The sword was a part of his self in the half-light. The shadows served him well.
Less than an hour ago a man had stumbled into the Ikedaya inn. His face blanched. His only words as he downed a pitcher were, "they're coming!"
There was no doubt as to who—Shinsengumi.
In the flurry of many men standing at attention, chairs scraping, curses loosened freely and sword's chinking in their sheaths it was understood that at least five "units" of Kyoto's infamous police had been sighted a few streets away.
In the absence of Katsura Kogoro, who had, as if by the hand of fate, been delayed at an important meeting, Takachi Hitana was looked upon for the ordering of the belated escape.
The little garden in the back of the compound was abuzz with Choushu prominents. They fled in ones and twos, those with their own guard giving precedence, by order, to those without.

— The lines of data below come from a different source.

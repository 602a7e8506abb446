use std::{sync::Arc, time::Duration};

use futures::Stream;
use tracing::{debug, error, info, instrument};

use super::{EmbedApi, MountId, Surface};
use crate::{
    config::{MountConfig, VideoConfig},
    services::common::Property,
};

/// Load progress of the embed capability.
#[derive(Debug, Clone, Copy, PartialEq, Eq, Default)]
pub struct ReadinessState {
    /// The capability is loaded and players can be constructed
    pub is_ready: bool,

    /// A load attempt or a retry delay is in flight
    pub loading: bool,

    /// Retries consumed so far
    pub retry_count: u32,

    /// Retries allowed after the first failed attempt
    pub max_retries: u32,

    /// Load attempts started, including the first
    pub attempts: u32,

    /// Retries are exhausted and the fallback fill was applied
    pub fallback_applied: bool,
}

impl ReadinessState {
    /// Whether no further load attempts will happen.
    pub fn is_settled(&self) -> bool {
        self.is_ready || self.fallback_applied
    }
}

/// One-time initialisation barrier for the embed capability.
///
/// Lives for the whole page. The first [`request_capability`] starts the
/// load; a failure is retried `max_retries` times after a fixed delay, after
/// which the home container gets the fallback fill and the gate gives up for
/// good.
///
/// [`request_capability`]: ReadinessGate::request_capability
pub struct ReadinessGate {
    api: Arc<dyn EmbedApi>,
    surface: Arc<dyn Surface>,
    fallback_container: MountId,
    fallback_fill: String,
    retry_delay: Duration,
    state: Property<ReadinessState>,
}

impl ReadinessGate {
    /// Create the gate. Nothing is loaded until [`request_capability`](Self::request_capability).
    pub fn new(
        api: Arc<dyn EmbedApi>,
        surface: Arc<dyn Surface>,
        video: &VideoConfig,
        mounts: &MountConfig,
    ) -> Arc<Self> {
        Arc::new(Self {
            api,
            surface,
            fallback_container: mounts.home_container(),
            fallback_fill: video.fallback_fill.clone(),
            retry_delay: video.capability_retry_delay(),
            state: Property::new(ReadinessState {
                max_retries: video.capability_max_retries,
                ..ReadinessState::default()
            }),
        })
    }

    /// Start loading the capability.
    ///
    /// A no-op while a load is in flight, once ready, and after the retries
    /// are exhausted.
    #[instrument(skip(self))]
    pub fn request_capability(self: &Arc<Self>) {
        let start = self.state.modify(|state| {
            if state.loading || state.is_settled() {
                false
            } else {
                state.loading = true;
                true
            }
        });

        if !start {
            debug!(component = "readiness", "Capability load already requested");
            return;
        }

        let gate = Arc::clone(self);
        tokio::spawn(async move {
            gate.run_load().await;
        });
    }

    async fn run_load(&self) {
        loop {
            let attempt = self.state.modify(|state| {
                state.attempts += 1;
                state.attempts
            });
            info!(component = "readiness", attempt, "Loading embed capability");

            match self.api.load().await {
                Ok(()) => {
                    self.state.modify(|state| {
                        state.is_ready = true;
                        state.loading = false;
                    });
                    info!(component = "readiness", "Embed capability ready");
                    return;
                }
                Err(e) => {
                    error!(component = "readiness", error = %e, "Failed to load embed capability");
                }
            }

            let retry = self.state.modify(|state| {
                if state.retry_count < state.max_retries {
                    state.retry_count += 1;
                    true
                } else {
                    state.loading = false;
                    state.fallback_applied = true;
                    false
                }
            });

            if !retry {
                error!(
                    component = "readiness",
                    container = %self.fallback_container,
                    "Max retries reached, applying fallback"
                );
                self.surface
                    .set_background(&self.fallback_container, &self.fallback_fill);
                return;
            }

            let state = self.state.get();
            info!(
                component = "readiness",
                retry = state.retry_count,
                max_retries = state.max_retries,
                "Retrying capability load in {:?}",
                self.retry_delay
            );
            tokio::time::sleep(self.retry_delay).await;
        }
    }

    /// Whether players can be constructed.
    pub fn is_ready(&self) -> bool {
        self.state.get().is_ready && self.api.is_loaded()
    }

    /// Snapshot of the load progress.
    pub fn state(&self) -> ReadinessState {
        self.state.get()
    }

    /// Stream of load progress, starting with the current state.
    pub fn watch(&self) -> impl Stream<Item = ReadinessState> + Send + use<> {
        self.state.watch()
    }

    /// Wait until the gate settles. Returns `true` if the capability became ready.
    pub async fn wait_ready(&self) -> bool {
        self.state.wait_for(ReadinessState::is_settled).await.is_ready
    }
}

There were two loose destinations, Gion at the heart of Kyoto and the canals at her feet.
In minutes there was silence there once more. And the koi drifted ghostly in the near clear waters by the lily pads, not a ripple in the little pond. The stooping back door that led onto the unlit alley flapped loosely in the slow wind, creaking—as if hungry for more.
The shoji to the garden slid open one more time. A graying head, stooped low, fingers at the temple, appeared at the engawa. Followed by another taller, younger man.
Takachi turned his sharp eyes to the man behind.
"Miyabi, are we ready?"
"All set, Takachi-sama."
"Go on boy. The men here, the serving girls, they're all in their places?"
"Hai. Me and Tomo are ready too, sir!"
"And Katsura's boy— the battousai?"
"No sign of him, sir."
"Tell him, Tomo, to hurry along. It can't possibly take this long to deliver the simple order! All he has to say is scatter, run an—" his words were cut short by a chilling shriek that rent through the night—it came from the alleys.
"Damn the Shinsengumi! Ambush! Go!"
With a swift bow Miyabi raced off down the hall.
Takachi turned stonily to the two men he'd spotted under the shade of the engawa. Both carried two blades on their obi and bowed on being sighted.
Stiff-necks. Still so proud, eh?
"They will be upon us soon men."
The man farther down the porch nodded as he neared. His face was pale and matted. At complete odds with the composed young man standing a few paces off the sliding doors, Takachi noted.
Looks like you've enjoyed yourself boy, watching all those cowards run.
His eyes wandered back to the little gate again as he willed on the two members of his personal guard to hurry.
These twisted filthy streets are no different today then they were when I first came to Kyoto. I know them well enough to avoid a few of those bloody dogs.
"Men, it is necessary for me to reach the canals. I want you," he gestured towards the two "to accompany me and the samurai of my household."
The paths are narrow and a few added hands could buy me just enough time.
"Are you willing?"
Thundering steps were heard down the hallway. Tomo arrived first, bowing curtly, his high ponytail whisking behind him.
"They are coming along too."
Tomo glaced back as Miyagi skid to a halt beside him.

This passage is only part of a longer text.